(Items from a data source)
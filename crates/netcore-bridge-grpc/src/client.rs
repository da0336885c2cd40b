//! tonic-backed decision client.
//!
//! Implements the three decision seams over one shared channel and feeds
//! every call outcome into the channel's connectivity tracker.

use std::sync::Arc;

use async_trait::async_trait;
use netcore_bridge_core::{
    DecisionError, DecisionResult, EntityInfo, EventDecider, EventDecision, InterceptedEvent,
    LifecycleDecider, LifecycleDecision, LifecycleRequest, PlatformInfo, StateDecider,
    StateDecision, StateWriteRequest,
};
use tonic::transport::Channel;
use tonic::{Response, Status};

use crate::channel::{ChannelManager, ConnectivityTracker};
use crate::pb::netcore_bridge::v1 as pb;
use pb::entity_platform_interceptor_client::EntityPlatformInterceptorClient;
use pb::event_interceptor_client::EventInterceptorClient;
use pb::state_interceptor_client::StateInterceptorClient;

#[derive(Clone)]
pub struct GrpcDecisionClient {
    events: EventInterceptorClient<Channel>,
    states: StateInterceptorClient<Channel>,
    platforms: EntityPlatformInterceptorClient<Channel>,
    tracker: Arc<ConnectivityTracker>,
}

impl GrpcDecisionClient {
    pub fn new(manager: &ChannelManager) -> Self {
        let channel = manager.channel();
        Self {
            events: EventInterceptorClient::new(channel.clone()),
            states: StateInterceptorClient::new(channel.clone()),
            platforms: EntityPlatformInterceptorClient::new(channel),
            tracker: manager.tracker(),
        }
    }

    fn begin(&self) -> DecisionResult<()> {
        if self.tracker.is_shutdown() {
            return Err(DecisionError::ChannelShutdown);
        }
        self.tracker.begin_call();
        Ok(())
    }

    fn finish<T>(&self, result: Result<Response<T>, Status>) -> DecisionResult<T> {
        self.tracker.observe(&result);
        result.map(Response::into_inner).map_err(status_to_decision_error)
    }
}

#[async_trait]
impl EventDecider for GrpcDecisionClient {
    async fn intercept_event(&self, event: InterceptedEvent) -> DecisionResult<EventDecision> {
        self.begin()?;
        let mut client = self.events.clone();
        let result = client.intercept_event(from_core_event(event)).await;
        let reply = self.finish(result)?;
        Ok(EventDecision {
            handled: reply.handled,
        })
    }
}

#[async_trait]
impl StateDecider for GrpcDecisionClient {
    async fn intercept_state_write(
        &self,
        request: StateWriteRequest,
    ) -> DecisionResult<StateDecision> {
        self.begin()?;
        let mut client = self.states.clone();
        let result = client
            .intercept_state_write(from_core_state_write(request))
            .await;
        let reply = self.finish(result)?;
        Ok(into_core_state_decision(reply))
    }
}

#[async_trait]
impl LifecycleDecider for GrpcDecisionClient {
    async fn notify(&self, request: LifecycleRequest) -> DecisionResult<LifecycleDecision> {
        self.begin()?;
        let mut client = self.platforms.clone();
        let result = match request {
            LifecycleRequest::PlatformSetup {
                platform,
                context_id,
            } => {
                client
                    .platform_setup(pb::PlatformSetupRequest {
                        platform: Some(from_core_platform(platform)),
                        context_id,
                    })
                    .await
            }
            LifecycleRequest::PlatformReset {
                platform,
                context_id,
            } => {
                client
                    .platform_reset(pb::PlatformResetRequest {
                        platform: Some(from_core_platform(platform)),
                        context_id,
                    })
                    .await
            }
            LifecycleRequest::EntitiesAdded {
                platform,
                entities,
                context_id,
            } => {
                client
                    .entities_added(pb::EntitiesAddedRequest {
                        platform: Some(from_core_platform(platform)),
                        entities: entities.into_iter().map(from_core_entity).collect(),
                        context_id,
                    })
                    .await
            }
            LifecycleRequest::EntityAdded {
                platform,
                entity,
                context_id,
            } => {
                client
                    .entity_added(pb::EntityAddedRequest {
                        platform: Some(from_core_platform(platform)),
                        entity: Some(from_core_entity(entity)),
                        context_id,
                    })
                    .await
            }
            LifecycleRequest::EntityRemoved {
                platform,
                entity_id,
                context_id,
            } => {
                client
                    .entity_removed(pb::EntityRemovedRequest {
                        platform: Some(from_core_platform(platform)),
                        entity_id,
                        context_id,
                    })
                    .await
            }
        };
        let reply = self.finish(result)?;
        Ok(LifecycleDecision { ok: reply.ok })
    }
}

fn status_to_decision_error(status: Status) -> DecisionError {
    DecisionError::rpc(format!("{:?}", status.code()), status.message())
}

fn non_empty(value: String) -> Option<String> {
    if value.is_empty() {
        None
    } else {
        Some(value)
    }
}

fn from_core_event(event: InterceptedEvent) -> pb::EventMessage {
    pb::EventMessage {
        event_type: event.event_type,
        entity_id: event.entity_id,
        json_data: event.payload,
        context_id: event.context_id,
    }
}

fn from_core_state_write(request: StateWriteRequest) -> pb::StateWriteRequest {
    pb::StateWriteRequest {
        entity_id: request.entity_id,
        state: request.new_state,
        attributes_json: request.attributes,
        context_id: request.context_id,
    }
}

/// Empty override fields mean "no override" on the wire.
fn into_core_state_decision(reply: pb::StateDecision) -> StateDecision {
    StateDecision {
        handled: reply.handled,
        override_state: non_empty(reply.override_state),
        override_attributes: non_empty(reply.override_attributes_json),
    }
}

fn from_core_platform(platform: PlatformInfo) -> pb::PlatformInfo {
    pb::PlatformInfo {
        domain: platform.domain,
        platform_name: platform.platform_name,
        config_entry_id: platform.config_entry_id.unwrap_or_default(),
    }
}

fn from_core_entity(entity: EntityInfo) -> pb::EntityInfo {
    pb::EntityInfo {
        entity_id: entity.entity_id,
        name: entity.name,
        domain: entity.domain,
        platform: entity.platform,
        unique_id: entity.unique_id,
        should_poll: entity.should_poll,
    }
}
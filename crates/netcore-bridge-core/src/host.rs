//! Host collaborator interfaces.
//!
//! The host application provides its event bus, state machine and entity
//! platform manager through these traits. Interceptors implement the same
//! traits and are installed in front of the host implementation, so the host
//! calls through the bridge instead of having its methods replaced.

use std::fmt;
use std::sync::Arc;

use async_trait::async_trait;
use serde::{Deserialize, Serialize};
use serde_json::{Map, Value};
use uuid::Uuid;

use crate::error::HostResult;

/// Structured payload carried by events and state attributes.
pub type JsonObject = Map<String, Value>;

/// Host-side execution context, used as the correlation id source.
#[derive(Debug, Clone, PartialEq, Eq, Serialize, Deserialize)]
pub struct Context {
    pub id: String,
    pub user_id: Option<String>,
    pub parent_id: Option<String>,
}

impl Context {
    pub fn new() -> Self {
        Self::with_id(Uuid::new_v4().to_string())
    }

    pub fn with_id(id: impl Into<String>) -> Self {
        Self {
            id: id.into(),
            user_id: None,
            parent_id: None,
        }
    }
}

impl Default for Context {
    fn default() -> Self {
        Self::new()
    }
}

/// Correlation id for an optional context; empty when absent.
pub fn correlation_id(context: Option<&Context>) -> String {
    context.map(|ctx| ctx.id.clone()).unwrap_or_default()
}

/// Where an event originated.
#[derive(Debug, Clone, Copy, Default, PartialEq, Eq, Serialize, Deserialize)]
#[serde(rename_all = "snake_case")]
pub enum EventOrigin {
    #[default]
    Local,
    Remote,
}

impl fmt::Display for EventOrigin {
    fn fmt(&self, f: &mut fmt::Formatter<'_>) -> fmt::Result {
        match self {
            EventOrigin::Local => write!(f, "local"),
            EventOrigin::Remote => write!(f, "remote"),
        }
    }
}

/// Read-only view of a host entity platform.
pub trait PlatformView: Send + Sync {
    fn domain(&self) -> &str;

    fn platform_name(&self) -> &str;

    fn config_entry_id(&self) -> Option<&str> {
        None
    }
}

/// Read-only view of a host entity.
pub trait EntityView: Send + Sync {
    fn entity_id(&self) -> &str;

    fn name(&self) -> Option<&str> {
        None
    }

    fn unique_id(&self) -> Option<&str> {
        None
    }

    fn should_poll(&self) -> bool {
        true
    }
}

/// The host's event-fire entry point.
#[async_trait]
pub trait EventBus: Send + Sync {
    async fn fire(
        &self,
        event_type: &str,
        data: Option<JsonObject>,
        origin: EventOrigin,
        context: Option<Context>,
    ) -> HostResult<()>;
}

/// The host's state-commit entry point.
#[async_trait]
pub trait StateMachine: Send + Sync {
    async fn set(
        &self,
        entity_id: &str,
        new_state: &str,
        attributes: Option<JsonObject>,
        force: bool,
        context: Option<Context>,
    ) -> HostResult<()>;
}

/// The host's entity platform lifecycle entry points.
#[async_trait]
pub trait EntityPlatformHost: Send + Sync {
    async fn setup(&self, platform: &dyn PlatformView) -> HostResult<()>;

    async fn reset(&self, platform: &dyn PlatformView) -> HostResult<()>;

    async fn add_entities(
        &self,
        platform: &dyn PlatformView,
        entities: Vec<Arc<dyn EntityView>>,
        update_before_add: bool,
    ) -> HostResult<()>;

    async fn remove_entity(&self, platform: &dyn PlatformView, entity_id: &str) -> HostResult<()>;
}

/// The complete set of host entry points the bridge wraps.
#[derive(Clone)]
pub struct HostSurface {
    pub event_bus: Arc<dyn EventBus>,
    pub state_machine: Arc<dyn StateMachine>,
    pub entity_platforms: Arc<dyn EntityPlatformHost>,
}

impl fmt::Debug for HostSurface {
    fn fmt(&self, f: &mut fmt::Formatter<'_>) -> fmt::Result {
        f.debug_struct("HostSurface").finish_non_exhaustive()
    }
}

TASK BRIEF: Repeat word for word every line from the start of the entries to the line holding "use crate::pb::netcore_bridge::v1 as pb;", inclusive, and nothing else.

OUTPUT FOR THIS EXERCISE:
filename crates/netcore-bridge-grpc/src/client.rs
repository da0336885c2cd40b
//! tonic-backed decision client.
//!
//! Implements the three decision seams over one shared channel and feeds
//! every call outcome into the channel's connectivity tracker.

use std::sync::Arc;

use async_trait::async_trait;
use netcore_bridge_core::{
    DecisionError, DecisionResult, EntityInfo, EventDecider, EventDecision, InterceptedEvent,
    LifecycleDecider, LifecycleDecision, LifecycleRequest, PlatformInfo, StateDecider,
    StateDecision, StateWriteRequest,
};
use tonic::transport::Channel;
use tonic::{Response, Status};

use crate::channel::{ChannelManager, ConnectivityTracker};
use crate::pb::netcore_bridge::v1 as pb;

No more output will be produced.